ジザイエにゆかりのある方々をお招きして、今だから明かせるエピソードや想い、これからへの展望を語り尽していただく対談シリーズ。今回は、建設機械の製造・販売をおこなうコベルコ建機株式会社 取締役 常務執行役員の細見浩之氏と、株式会社ジザイエ代表取締役の中川純希による対談です。

【プロフィール 】
コベルコ建機株式会社 取締役 常務執行役員 企画本部長 細見浩之(ほそみ・ひろゆき)
1988年4月株式会社神戸製鋼所入社。1999年10月のコベルコ建機設立とともに同社へ転籍。同社のアメリカ子会社出向、インド子会社での取締役副社長を歴任し、2016年4月に企画本部企画管理部長として同社に復帰。2017年4月執行役員、2018年4月常務執行役員 企画本部長、2020年6月より現職。

【プロフィール 】
株式会社ジザイエ 代表取締役CEO 中川純希(なかがわ・じゅんき)
東京大学 先端科学技術研究センター 身体情報学分野アドバイザー
東京大学工学部卒業、東京大学大学院工学系研究科修士課程修了。大学院在学中に米ワシントン大学(Center for Sensorimotor Neural Engineering)へ留学し、同大学でもサービスロボティクスを中心とした研究に従事。
リクルートホールディングスに入社後、リクルートグループ全体の新規事業開発を担う部署(Media Technology Lab)で、複数プロジェクトの立ち上げに従事。リクルートホールディングス退社後は、CtoCのスマホアプリを開発/運営する会社を共同創業し、CFO兼マーケティング責任者として、創業時の資金調達を推進、軌道に乗せたタイミングで退任。
その後、JST ERATO 稲見自在化身体プロジェクトに研究推進主任として参画し、産学連携・知財管理や社会実装・アウトリーチを管掌。『自在化身体論』を監督出版。2022年11月に株式会社ジザイエを共同創業。


ジザイエ 中川CEO(以下、中川):
まず最初に、最近のコベルコ建機さんの取り組みについてお伺いしたいと思います。

コベルコ建機 細見取締役 常務執行役員(以下、細見):
いままで我々が「モノ売り」しかやってこなかったのに対して、世の中の変化にともなって「コト売り」もやっていかなければいけないことが、最近の大きな柱ですね。「モノ」だけじゃなくて「コト」でも社会に貢献していきたい。それが、昨今当社が掲げている方針の一つです。

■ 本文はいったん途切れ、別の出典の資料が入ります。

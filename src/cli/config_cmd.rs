use anyhow::Result;

use crate::config::Config;

use super::args::ConfigArgs;

pub(crate) fn handle_config(args: &ConfigArgs, mut config: Config) -> Result<()> {
    if args.show || !args.has_updates() {
        print_config(&config)?;
        return Ok(());
    }

    if let Some(ref api_key) = args.api_key {
        config.gemini.api_key = api_key.trim().to_string();
    }

    if let Some(ref model) = args.model {
        config.gemini.model = model.trim().to_string();
    }

    if let Some(timeout) = args.timeout {
        config.gemini.timeout_secs = timeout;
    }

    if let Some(max_attempts) = args.max_attempts {
        config.retry.max_attempts = max_attempts;
    }

    config.validate()?;
    config.save()?;

    println!(
        "✅ Configuration saved to {}",
        Config::config_path()?.display()
    );
    print_config(&config)
}

fn print_config(config: &Config) -> Result<()> {
    println!("📋 Current configuration ({}):", Config::config_path()?.display());
    println!("   API Key: {}", config.gemini.masked_api_key());
    println!("   Model: {}", config.gemini.model);
    println!("   Base URL: {}", config.gemini.base_url);
    println!("   Timeout: {}s", config.gemini.timeout_secs);
    println!("   Max Attempts: {}", config.retry.max_attempts);
    println!("   Listen: {}:{}", config.server.bind, config.server.port);
    Ok(())
}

 建設産業を取り巻く環境はいま、大きな変革の中にあります。安全に対する意識の高まりや、生産性向上に向けた取り組み、働き方の多様化など、変化は多岐にわたっています。これを受けて、当社は建設機械メーカーとして高い品質の「モノ」を生み出すのに加え、ソリューションやサービスといった「コト」も提供することで、お客様に寄り添う企業であり続けたいと考えています。経営理念にある「ユーザー現場主義」を徹底して、お客様はもちろん、社会からも選ばれるグローバルトップブランドを目指して日々努力しています。

 そのためには、いままでのものづくりにはなかった分野への対応が欠かせません。例えば持続可能な社会の実現は、世界全体が取り組むべき共通の課題であり、当社グループとしても事業を通じて着実に取り組みを推進しています。限られた経営資源を最適に配分投下するとともに、すべてを自社でおこなうのではなく、産学官の連携や、様々なパートナーと積極的に協業して、さらなるイノベーションを生み出すつもりです。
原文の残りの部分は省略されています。